Now that we have the gradient of the output (which is our hidden layer of interest in the original InceptionV3 model) with respect to the input, we can perform gradient descent on the input in order to maximize the activations of that layer. Note that this process is sometimes called ‘gradient ascent’, as we are modifying the input in order to maximize a value in the output. But as our loss is the $L_1$ distance from a tensor with all elements assigned to be a large constant $C=200$, gradient descent is the preferred terminology on this page as this loss is indeed minimized by moving against the gradient.

For this page These restrictions may be thought of as Bayesian priors that we introduce, knowing certain characteristics that natural images possess. The three characteristics that are implemented below are relative smoothness (enforced by Guassian convolution via `torchvision.transforms.functional.gaussian_blur`

) and transformational invariance (using `torchvision.transforms.Resize()`

).

We can use this procedure of gradient descent on the input combined with priors to visualize the input generated by maximizing the output of the given neuron, or layer. If we choose module `mixed_6b`

and maximize the activations of neurons in the 654th (of 738 possible) feature map of this module, we find an interesting pattern is formed.

The first thing to note is that the tensor indicies for ‘row’ and ‘column’ do indeed accurately reflect the position of the pixels affected by maximization of the output of the neuron of a given position.

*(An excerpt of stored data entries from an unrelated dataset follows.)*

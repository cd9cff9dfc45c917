// ABOUTME: Constants module with domain-separated organization
// ABOUTME: Default thresholds, windows, and timings for the pose measurement algorithms
//
// SPDX-License-Identifier: MIT OR Apache-2.0
// Copyright (c) 2025 Pierre Fitness Intelligence

//! Constants module
//!
//! Default tuning values grouped by the algorithm that consumes them. Every
//! value here is a default only: the algorithm config structs expose each of
//! them so callers can override per session.

/// Repetition counter timings and angle bounds
pub mod situp;
/// Step test protocol timings and recovery grade bands
pub mod step_test;

/// Geometry guards
pub mod geometry {
    /// Smallest vector magnitude or axis delta treated as non-zero
    pub const EPSILON: f64 = 1e-6;
    /// Combined shoulder visibility required to estimate yaw from the shoulders
    pub const YAW_SHOULDER_VISIBILITY_SUM: f64 = 0.8;
}

/// Landmark visibility thresholds
pub mod visibility {
    /// Threshold used by the sit-up side gate
    pub const SITUP_THRESHOLD: f64 = 0.6;
    /// Threshold used by the sit-and-reach framing gate
    pub const REACH_THRESHOLD: f64 = 0.45;
    /// Fingertip and foot-tip visibility required by the reach estimator
    pub const REACH_POINT_THRESHOLD: f64 = 0.45;
    /// Minimum visible joints on the chosen side for sit-up framing
    pub const SITUP_MIN_VISIBLE_JOINTS: usize = 4;
    /// Minimum visible joints on the chosen side for sit-and-reach framing
    pub const REACH_MIN_VISIBLE_JOINTS: usize = 6;
    /// Score margin the other side must exceed before a committed side flips
    pub const SIDE_SWITCH_MARGIN: f64 = 1.0;
}

/// Camera yaw acceptance windows in degrees, inclusive
pub mod framing {
    /// Sit-up: side-on but not fully profiled
    pub const SITUP_YAW_MIN_DEG: f64 = 55.0;
    /// Sit-up upper bound
    pub const SITUP_YAW_MAX_DEG: f64 = 85.0;
    /// Sit-and-reach: full profile
    pub const REACH_YAW_MIN_DEG: f64 = 85.0;
    /// Sit-and-reach upper bound
    pub const REACH_YAW_MAX_DEG: f64 = 95.0;
    /// Step test: near-frontal
    pub const STEP_YAW_MIN_DEG: f64 = 0.0;
    /// Step test upper bound
    pub const STEP_YAW_MAX_DEG: f64 = 20.0;
}

/// Sit-and-reach distance estimation and foot anchoring
pub mod reach {
    /// Candidate reach at or above which the foot anchor locks
    pub const LOCK_IN_NEAR_CM: f64 = -20.0;
    /// Candidate reach at or below which the foot anchor releases
    pub const RELEASE_FAR_CM: f64 = -30.0;
    /// Age after which a locked anchor is refreshed from a visible foot
    pub const ANCHOR_MAX_AGE_MS: u64 = 5_000;
    /// Foot visibility required to lock or refresh the anchor
    pub const FOOT_VISIBILITY_THRESHOLD: f64 = 0.45;
    /// Intermediate clamp applied to the anchor candidate
    pub const CANDIDATE_LIMIT_CM: f64 = 120.0;
    /// Final clamp applied to the reported reach
    pub const FINAL_LIMIT_CM: f64 = 80.0;
    /// Default user height when no profile is supplied
    pub const DEFAULT_USER_HEIGHT_CM: f64 = 170.0;
}

/// Peak-hold controller defaults
pub mod peak_hold {
    /// Seconds the peak must be held
    pub const NEED_SEC: f64 = 3.0;
    /// Assumed frame rate used to convert seconds into frames
    pub const FPS: f64 = 30.0;
    /// Tolerance band below the best value that still counts as holding
    pub const TOLERANCE_CM: f64 = 1.0;
    /// Improvement over the best value required to arm the hold
    pub const MIN_INCREMENT_TO_ARM_CM: f64 = 0.5;
}

/// Stable-window averager defaults
pub mod stable_window {
    /// Maximum spread of values inside a stable window
    pub const RANGE_CM: f64 = 2.0;
    /// Duration a window must stay within range
    pub const DURATION_MS: u64 = 1_000;
}

/// Orchestrator lifecycle timings
pub mod lifecycle {
    /// Consecutive valid framing required before a sit-up countdown starts
    pub const SITUP_READY_HOLD_MS: u64 = 600;
    /// Sit-up countdown duration
    pub const SITUP_COUNTDOWN_MS: u64 = 5_000;
    /// Sit-up run finishes after this long without a new rep
    pub const SITUP_INACTIVITY_MS: u64 = 4_000;
    /// Consecutive valid framing required before sit-and-reach starts
    pub const REACH_READY_HOLD_MS: u64 = 1_000;
    /// Sit-and-reach has no countdown by default
    pub const REACH_COUNTDOWN_MS: u64 = 0;
}

/// Heart-rate feed polling
pub mod heart_rate {
    /// Interval between feed polls
    pub const POLL_INTERVAL_MS: u64 = 1_000;
    /// Per-request timeout
    pub const REQUEST_TIMEOUT_MS: u64 = 3_000;
    /// Consecutive failures before a connectivity warning is raised
    pub const FAILURE_WARNING_THRESHOLD: u32 = 3;
    /// Default relay endpoint
    pub const DEFAULT_FEED_URL: &str = "http://127.0.0.1:3001/api/heart-rate";
}

/// Service identifiers used in logs and error details
pub mod service_names {
    /// Service name for structured logging
    pub const PIERRE_MEASURE: &str = "pierre-measure";
    /// External heart-rate relay
    pub const HEART_RATE_FEED: &str = "heart-rate feed";
}
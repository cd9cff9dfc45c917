// ABOUTME: Common benchmark utilities and pose frame fixtures for performance testing
// ABOUTME: Provides reusable frame sequence generators for Criterion benchmarks
//
// SPDX-License-Identifier: MIT OR Apache-2.0
// Copyright (c) 2025 Pierre Fitness Intelligence

//! Common benchmark utilities and frame fixtures.

pub mod fixtures;
// ABOUTME: Per-side foot anchor with lock/release hysteresis and max-age refresh
// ABOUTME: Keeps the reach reference stable when the foot drops out of view mid-lean
//
// SPDX-License-Identifier: MIT OR Apache-2.0
// Copyright (c) 2025 Pierre Fitness Intelligence

//! Foot-anchor hysteresis tracker
//!
//! Each side is either unlocked (the raw foot position is used) or locked to
//! an x position captured while the foot was visible. The lock engages at or
//! above `lock_in_near_cm` and releases at or below `release_far_cm`; the gap
//! between the two is a dead zone with no transitions. A lock older than
//! `max_age_ms` is refreshed from the foot whenever the foot is visible.

use pierre_measure_core::constants::reach;
use pierre_measure_core::errors::{AppError, AppResult};
use pierre_measure_core::models::{Landmark, Side};
use serde::{Deserialize, Serialize};
use tracing::debug;

/// Foot anchor thresholds
#[derive(Debug, Clone, Copy, PartialEq, Serialize, Deserialize)]
pub struct FootAnchorConfig {
    /// Candidate reach at or above which the anchor locks
    #[serde(default = "default_lock_in_near_cm")]
    pub lock_in_near_cm: f64,
    /// Candidate reach at or below which the anchor releases
    #[serde(default = "default_release_far_cm")]
    pub release_far_cm: f64,
    /// Lock age after which a visible foot refreshes the anchor
    #[serde(default = "default_max_age_ms")]
    pub max_age_ms: u64,
    /// Foot visibility needed to lock or refresh
    #[serde(default = "default_foot_visibility_threshold")]
    pub foot_visibility_threshold: f64,
}

const fn default_lock_in_near_cm() -> f64 {
    reach::LOCK_IN_NEAR_CM
}

const fn default_release_far_cm() -> f64 {
    reach::RELEASE_FAR_CM
}

const fn default_max_age_ms() -> u64 {
    reach::ANCHOR_MAX_AGE_MS
}

const fn default_foot_visibility_threshold() -> f64 {
    reach::FOOT_VISIBILITY_THRESHOLD
}

impl Default for FootAnchorConfig {
    fn default() -> Self {
        Self {
            lock_in_near_cm: default_lock_in_near_cm(),
            release_far_cm: default_release_far_cm(),
            max_age_ms: default_max_age_ms(),
            foot_visibility_threshold: default_foot_visibility_threshold(),
        }
    }
}

impl FootAnchorConfig {
    /// Validate thresholds
    ///
    /// # Errors
    ///
    /// Returns a config error when the release threshold is not strictly
    /// below the lock threshold, the visibility threshold is outside `[0, 1]`,
    /// or the max age is zero.
    pub fn validate(&self) -> AppResult<()> {
        let finite = self.release_far_cm.is_finite() && self.lock_in_near_cm.is_finite();
        if !finite || self.release_far_cm >= self.lock_in_near_cm {
            return Err(AppError::config(format!(
                "anchor release threshold {} must be below lock threshold {}",
                self.release_far_cm, self.lock_in_near_cm
            )));
        }
        if !(0.0..=1.0).contains(&self.foot_visibility_threshold) {
            return Err(AppError::config(format!(
                "foot visibility threshold {} is outside [0, 1]",
                self.foot_visibility_threshold
            )));
        }
        if self.max_age_ms == 0 {
            return Err(AppError::config("anchor max age must be positive"));
        }
        Ok(())
    }
}

/// What one update did to a side's anchor
#[derive(Debug, Clone, Copy, PartialEq, Eq, Serialize, Deserialize)]
#[serde(rename_all = "snake_case")]
pub enum AnchorTransition {
    /// No change
    None,
    /// Unlocked to locked
    Locked,
    /// Locked to unlocked
    Released,
    /// Stale lock replaced with the current foot position
    Refreshed,
}

#[derive(Debug, Clone, Copy, Default, PartialEq)]
struct AnchorState {
    locked: bool,
    x: Option<f64>,
    locked_at_ms: u64,
}

impl AnchorState {
    fn lock(&mut self, x: f64, now_ms: u64) {
        self.locked = true;
        self.x = Some(x);
        self.locked_at_ms = now_ms;
    }
}

/// Foot anchors for both sides of one reach run
#[derive(Debug, Clone, PartialEq)]
pub struct FootAnchorTracker {
    config: FootAnchorConfig,
    left: AnchorState,
    right: AnchorState,
}

impl FootAnchorTracker {
    /// Build a tracker with both sides unlocked
    ///
    /// # Errors
    ///
    /// Returns a config error if `config` fails validation.
    pub fn new(config: FootAnchorConfig) -> AppResult<Self> {
        config.validate()?;
        Ok(Self {
            config,
            left: AnchorState::default(),
            right: AnchorState::default(),
        })
    }

    /// Active thresholds
    #[must_use]
    pub const fn config(&self) -> &FootAnchorConfig {
        &self.config
    }

    const fn state(&self, side: Side) -> &AnchorState {
        match side {
            Side::Left => &self.left,
            Side::Right => &self.right,
        }
    }

    fn state_mut(&mut self, side: Side) -> &mut AnchorState {
        match side {
            Side::Left => &mut self.left,
            Side::Right => &mut self.right,
        }
    }

    fn visible_x(&self, foot: Option<&Landmark>) -> Option<f64> {
        foot.filter(|lm| lm.is_visible(self.config.foot_visibility_threshold) && lm.x.is_finite())
            .map(|lm| lm.x)
    }

    /// Evaluate one frame for `side`
    ///
    /// `candidate_cm` is the provisional signed reach computed with the
    /// current raw-or-anchored foot position. A NaN candidate changes nothing.
    pub fn update(
        &mut self,
        side: Side,
        candidate_cm: f64,
        foot: Option<&Landmark>,
        now_ms: u64,
    ) -> AnchorTransition {
        if candidate_cm.is_nan() {
            return AnchorTransition::None;
        }
        let config = self.config;
        let foot_x = self.visible_x(foot);
        let state = self.state_mut(side);

        let transition = if state.locked {
            let stale = now_ms.saturating_sub(state.locked_at_ms) > config.max_age_ms;
            if candidate_cm <= config.release_far_cm {
                *state = AnchorState::default();
                AnchorTransition::Released
            } else if let Some(x) = foot_x.filter(|_| stale) {
                state.lock(x, now_ms);
                AnchorTransition::Refreshed
            } else {
                AnchorTransition::None
            }
        } else if let Some(x) = foot_x.filter(|_| candidate_cm >= config.lock_in_near_cm) {
            state.lock(x, now_ms);
            AnchorTransition::Locked
        } else {
            AnchorTransition::None
        };

        if transition != AnchorTransition::None {
            debug!(side = %side, ?transition, candidate_cm, anchor_x = ?self.state(side).x, "foot anchor");
        }
        transition
    }

    /// Foot x to measure against: the anchor when locked, else the visible raw foot
    #[must_use]
    pub fn value_for(&self, side: Side, foot: Option<&Landmark>) -> Option<f64> {
        let state = self.state(side);
        if state.locked {
            state.x
        } else {
            self.visible_x(foot)
        }
    }

    /// Whether `side` is currently locked
    #[must_use]
    pub const fn is_locked(&self, side: Side) -> bool {
        self.state(side).locked
    }

    /// Unlock both sides
    pub fn reset(&mut self) {
        self.left = AnchorState::default();
        self.right = AnchorState::default();
    }
}
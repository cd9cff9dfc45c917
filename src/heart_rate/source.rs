// ABOUTME: Heart-rate source abstraction and the HTTP relay client implementation
// ABOUTME: One fetch per call; failures surface as AppError values for the tracker to absorb
//
// SPDX-License-Identifier: MIT OR Apache-2.0
// Copyright (c) 2025 Pierre Fitness Intelligence

use super::reading::HeartRateReading;
use crate::config::HeartRateFeedConfig;
use crate::errors::{heart_rate_feed_error, AppError, AppResult};
use async_trait::async_trait;
use pierre_measure_core::constants::service_names;
use reqwest::Client;
use tracing::debug;

/// Anything that can produce the latest heart-rate reading
#[async_trait]
pub trait HeartRateSource: Send + Sync {
    /// Fetch the latest reading
    ///
    /// # Errors
    ///
    /// Returns an error when the source cannot be reached or its answer
    /// cannot be decoded.
    async fn fetch(&self) -> AppResult<HeartRateReading>;
}

/// Client for the local heart-rate relay
#[derive(Debug, Clone)]
pub struct HttpHeartRateSource {
    config: HeartRateFeedConfig,
    client: Client,
}

impl HttpHeartRateSource {
    /// Create a client with the configured request timeout
    ///
    /// # Errors
    ///
    /// Returns a config error if `config` fails validation.
    pub fn new(config: HeartRateFeedConfig) -> AppResult<Self> {
        config.validate()?;
        let client = Client::builder()
            .timeout(config.request_timeout())
            .build()
            .unwrap_or_default();

        Ok(Self { config, client })
    }

    /// Endpoint being polled
    #[must_use]
    pub fn url(&self) -> &str {
        &self.config.url
    }
}

#[async_trait]
impl HeartRateSource for HttpHeartRateSource {
    async fn fetch(&self) -> AppResult<HeartRateReading> {
        let response = self
            .client
            .get(&self.config.url)
            .header("cache-control", "no-store")
            .send()
            .await
            .map_err(heart_rate_feed_error)?;

        let status = response.status();
        let text = response.text().await.map_err(heart_rate_feed_error)?;

        if !status.is_success() {
            return Err(AppError::external_service(
                service_names::HEART_RATE_FEED,
                format!("relay answered {status}"),
            )
            .with_details(serde_json::json!({
                "service": service_names::HEART_RATE_FEED,
                "status_code": status.as_u16(),
                "retryable": status.is_server_error(),
            })));
        }

        let reading = HeartRateReading::parse(&text)?;
        debug!(bpm = ?reading.bpm, "heart-rate relay reading");
        Ok(reading)
    }
}
// ABOUTME: Logging configuration and structured logging setup for measurement runs and the CLI
// ABOUTME: Configures log levels, output formats, and the tracing subscriber from the environment
//
// SPDX-License-Identifier: MIT OR Apache-2.0
// Copyright (c) 2025 Pierre Fitness Intelligence

//! Structured logging configuration

use crate::session::SessionResult;
use anyhow::Result;
use pierre_measure_core::constants::service_names;
use serde_json::json;
use std::env;
use std::io;
use tracing::{info, warn};
use tracing_subscriber::{
    fmt::{self, format::FmtSpan},
    layer::SubscriberExt,
    util::SubscriberInitExt,
    EnvFilter,
};

/// Logging configuration
#[derive(Debug, Clone)]
#[allow(clippy::struct_excessive_bools)] // One flag per optional subscriber feature
pub struct LoggingConfig {
    /// Log level (trace, debug, info, warn, error)
    pub level: String,
    /// Output format (json, pretty, compact)
    pub format: LogFormat,
    /// Include source file and line numbers
    pub include_location: bool,
    /// Include thread information
    pub include_thread: bool,
    /// Include span information for tracing
    pub include_spans: bool,
    /// Service name for structured logging
    pub service_name: String,
    /// Service version
    pub service_version: String,
    /// Environment (development, staging, production)
    pub environment: String,
}

/// Log output format options
#[derive(Debug, Clone, Copy, PartialEq, Eq)]
pub enum LogFormat {
    /// `JSON` format for machine consumption
    Json,
    /// Pretty format for development
    Pretty,
    /// Compact format for terminals
    Compact,
}

impl LogFormat {
    /// Parse a `LOG_FORMAT` value, falling back to pretty
    #[must_use]
    pub fn parse(value: &str) -> Self {
        match value {
            "json" => Self::Json,
            "compact" => Self::Compact,
            _ => Self::Pretty,
        }
    }
}

impl Default for LoggingConfig {
    fn default() -> Self {
        Self {
            level: "info".into(),
            format: LogFormat::Pretty,
            include_location: false,
            include_thread: false,
            include_spans: false,
            service_name: service_names::PIERRE_MEASURE.into(),
            service_version: env!("CARGO_PKG_VERSION").to_owned(),
            environment: "development".into(),
        }
    }
}

impl LoggingConfig {
    /// Create logging configuration from environment variables
    #[must_use]
    pub fn from_env() -> Self {
        let level = env::var("RUST_LOG").unwrap_or_else(|_| "info".into());
        let format = env::var("LOG_FORMAT").map_or(LogFormat::Pretty, |v| LogFormat::parse(&v));
        let environment = env::var("ENVIRONMENT").unwrap_or_else(|_| "development".into());

        // In production, use more detailed logging
        let is_production = environment == "production";

        Self {
            level,
            format,
            include_location: is_production || env::var("LOG_INCLUDE_LOCATION").is_ok(),
            include_thread: is_production || env::var("LOG_INCLUDE_THREAD").is_ok(),
            include_spans: is_production || env::var("LOG_INCLUDE_SPANS").is_ok(),
            service_name: env::var("SERVICE_NAME")
                .unwrap_or_else(|_| service_names::PIERRE_MEASURE.into()),
            service_version: env::var("SERVICE_VERSION")
                .unwrap_or_else(|_| env!("CARGO_PKG_VERSION").to_owned()),
            environment,
        }
    }

    /// Build the level filter with noise reduction for the HTTP stack
    #[must_use]
    pub fn env_filter(&self) -> EnvFilter {
        EnvFilter::new(&self.level)
            .add_directive(
                "hyper=warn"
                    .parse()
                    .unwrap_or_else(|_| tracing::Level::WARN.into()),
            )
            .add_directive(
                "reqwest=warn"
                    .parse()
                    .unwrap_or_else(|_| tracing::Level::WARN.into()),
            )
            // Keep our application logs at desired level
            .add_directive(
                format!("pierre_measure={}", self.level)
                    .parse()
                    .unwrap_or_else(|_| tracing::Level::INFO.into()),
            )
    }

    fn span_events(&self) -> FmtSpan {
        if self.include_spans {
            FmtSpan::NEW | FmtSpan::CLOSE
        } else {
            FmtSpan::NONE
        }
    }

    /// Initialize the global tracing subscriber
    ///
    /// # Errors
    ///
    /// Returns an error if a global subscriber is already installed
    pub fn init(&self) -> Result<()> {
        let registry = tracing_subscriber::registry().with(self.env_filter());

        match self.format {
            LogFormat::Json => {
                let json_layer = fmt::layer()
                    .with_file(self.include_location)
                    .with_line_number(self.include_location)
                    .with_thread_ids(self.include_thread)
                    .with_thread_names(self.include_thread)
                    .with_target(true)
                    .with_writer(io::stdout)
                    .with_span_events(self.span_events())
                    .json();

                registry.with(json_layer).try_init()?;
            }
            LogFormat::Pretty => {
                let pretty_layer = fmt::layer()
                    .with_file(self.include_location)
                    .with_line_number(self.include_location)
                    .with_thread_ids(self.include_thread)
                    .with_thread_names(self.include_thread)
                    .with_target(true)
                    .with_writer(io::stdout)
                    .with_span_events(self.span_events());

                registry.with(pretty_layer).try_init()?;
            }
            LogFormat::Compact => {
                let compact_layer = fmt::layer()
                    .compact()
                    .with_target(false)
                    .with_writer(io::stdout)
                    .with_span_events(FmtSpan::NONE);

                registry.with(compact_layer).try_init()?;
            }
        }

        self.log_startup_info();
        Ok(())
    }

    /// Log structured startup information
    fn log_startup_info(&self) {
        info!(
            service.name = %self.service_name,
            service.version = %self.service_version,
            environment = %self.environment,
            log.level = %self.level,
            log.format = ?self.format,
            "Pierre measure starting up"
        );

        let config_summary = json!({
            "service": {
                "name": self.service_name,
                "version": self.service_version,
                "environment": self.environment
            },
            "logging": {
                "level": self.level,
                "format": format!("{:?}", self.format),
                "features": {
                    "location": self.include_location,
                    "thread": self.include_thread,
                    "spans": self.include_spans
                }
            }
        });

        info!("Configuration loaded: {}", config_summary);
    }
}

/// Measurement-specific logging helpers
pub struct MeasureLogger;

impl MeasureLogger {
    /// Log a finished or interrupted measurement result
    pub fn log_session_result(result: &SessionResult) {
        info!(
            run.id = %result.id,
            run.test = %result.test.as_str(),
            run.phase = %result.phase,
            run.complete = result.is_complete(),
            run.outcome = ?result.outcome,
            "Measurement result"
        );
    }

    /// Log the state of the heart-rate feed after a poll
    pub fn log_heart_rate_status(bpm: Option<f64>, consecutive_failures: u32, warning: bool) {
        if warning {
            warn!(
                feed.service = service_names::HEART_RATE_FEED,
                feed.failures = consecutive_failures,
                feed.last_bpm = ?bpm,
                "Heart-rate feed unreachable, reconnect device"
            );
        } else {
            info!(
                feed.service = service_names::HEART_RATE_FEED,
                feed.failures = consecutive_failures,
                feed.last_bpm = ?bpm,
                "Heart-rate reading"
            );
        }
    }
}
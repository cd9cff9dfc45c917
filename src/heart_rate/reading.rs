// ABOUTME: Heart-rate relay payload parsing with tolerant field names
// ABOUTME: Accepts heart_rate, bpm, value or data.heart_rate plus an optional measured_at stamp
//
// SPDX-License-Identifier: MIT OR Apache-2.0
// Copyright (c) 2025 Pierre Fitness Intelligence

use crate::errors::AppResult;
use chrono::{DateTime, Utc};
use serde::{Deserialize, Serialize};
use serde_json::Value;
use std::iter;

/// One heart-rate sample as reported by the relay
#[derive(Debug, Clone, Copy, PartialEq, Default, Serialize, Deserialize)]
pub struct HeartRateReading {
    /// Reported beats per minute, possibly absent or invalid
    pub bpm: Option<f64>,
    /// When the relay says the sample was taken
    pub measured_at: Option<DateTime<Utc>>,
}

impl HeartRateReading {
    /// Reading carrying a value and no timestamp
    #[must_use]
    pub const fn from_bpm(bpm: f64) -> Self {
        Self {
            bpm: Some(bpm),
            measured_at: None,
        }
    }

    /// Parse a relay response body
    ///
    /// # Errors
    ///
    /// Returns a serialization error if `body` is not JSON. A JSON body
    /// without a usable value is a reading with `bpm: None`.
    pub fn parse(body: &str) -> AppResult<Self> {
        let value: Value = serde_json::from_str(body)?;
        Ok(Self::from_json(&value))
    }

    /// Extract a reading from an already decoded payload
    #[must_use]
    pub fn from_json(value: &Value) -> Self {
        let bpm = ["heart_rate", "bpm", "value"]
            .iter()
            .map(|key| value.get(*key))
            .chain(iter::once(
                value.get("data").and_then(|data| data.get("heart_rate")),
            ))
            .flatten()
            .find(|field| !field.is_null())
            .and_then(number);

        Self {
            bpm,
            measured_at: value.get("measured_at").and_then(timestamp),
        }
    }

    /// The value when it is finite and positive
    #[must_use]
    pub fn valid_bpm(&self) -> Option<f64> {
        self.bpm.filter(|bpm| bpm.is_finite() && *bpm > 0.0)
    }
}

/// Numbers, or strings holding a number
fn number(value: &Value) -> Option<f64> {
    match value {
        Value::Number(n) => n.as_f64(),
        Value::String(s) => s.trim().parse().ok(),
        _ => None,
    }
}

/// RFC 3339 strings or epoch milliseconds
fn timestamp(value: &Value) -> Option<DateTime<Utc>> {
    match value {
        Value::String(s) => DateTime::parse_from_rfc3339(s)
            .ok()
            .map(|t| t.with_timezone(&Utc)),
        Value::Number(n) => n.as_i64().and_then(DateTime::from_timestamp_millis),
        _ => None,
    }
}

#[cfg(test)]
#[allow(clippy::unwrap_used, clippy::expect_used, clippy::panic)]
mod tests {
    use super::*;
    use serde_json::json;

    #[test]
    fn test_field_precedence() {
        let reading = HeartRateReading::from_json(&json!({ "heart_rate": 120, "bpm": 90 }));
        assert_eq!(reading.bpm, Some(120.0));

        let reading = HeartRateReading::from_json(&json!({ "heart_rate": null, "bpm": 91 }));
        assert_eq!(reading.bpm, Some(91.0));

        let reading = HeartRateReading::from_json(&json!({ "value": "88" }));
        assert_eq!(reading.bpm, Some(88.0));

        let reading = HeartRateReading::from_json(&json!({ "data": { "heart_rate": 77 } }));
        assert_eq!(reading.bpm, Some(77.0));
    }

    #[test]
    fn test_null_and_invalid_values() {
        let reading = HeartRateReading::parse(r#"{ "heart_rate": null }"#).unwrap();
        assert_eq!(reading.bpm, None);

        let reading = HeartRateReading::from_json(&json!({ "bpm": 0 }));
        assert_eq!(reading.bpm, Some(0.0));
        assert_eq!(reading.valid_bpm(), None);

        assert!(HeartRateReading::parse("<html>").is_err());
    }

    #[test]
    fn test_measured_at_formats() {
        let reading = HeartRateReading::from_json(&json!({
            "heart_rate": 100,
            "measured_at": "2025-03-01T09:30:00Z"
        }));
        assert_eq!(
            reading.measured_at.unwrap().to_rfc3339(),
            "2025-03-01T09:30:00+00:00"
        );

        let reading =
            HeartRateReading::from_json(&json!({ "bpm": 100, "measured_at": 1_700_000_000_000_i64 }));
        assert_eq!(reading.measured_at.unwrap().timestamp(), 1_700_000_000);
    }
}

It is interesting to consider how exactly the feature pattern forms from tiles of each row and column’s contribution. For each feature map in module `mixed_6b`

, we have a 17x17 grid and can therefore iterate through each element of the grid, left to right and top to bottom, like reading a book. Slicing tensors into non-rectangular subsets can be difficult, so instead the process is to compose the loss of two rectangular slices: one for all columns of each row preceding the current row, and another rectangle for the current row up to the appropriate column.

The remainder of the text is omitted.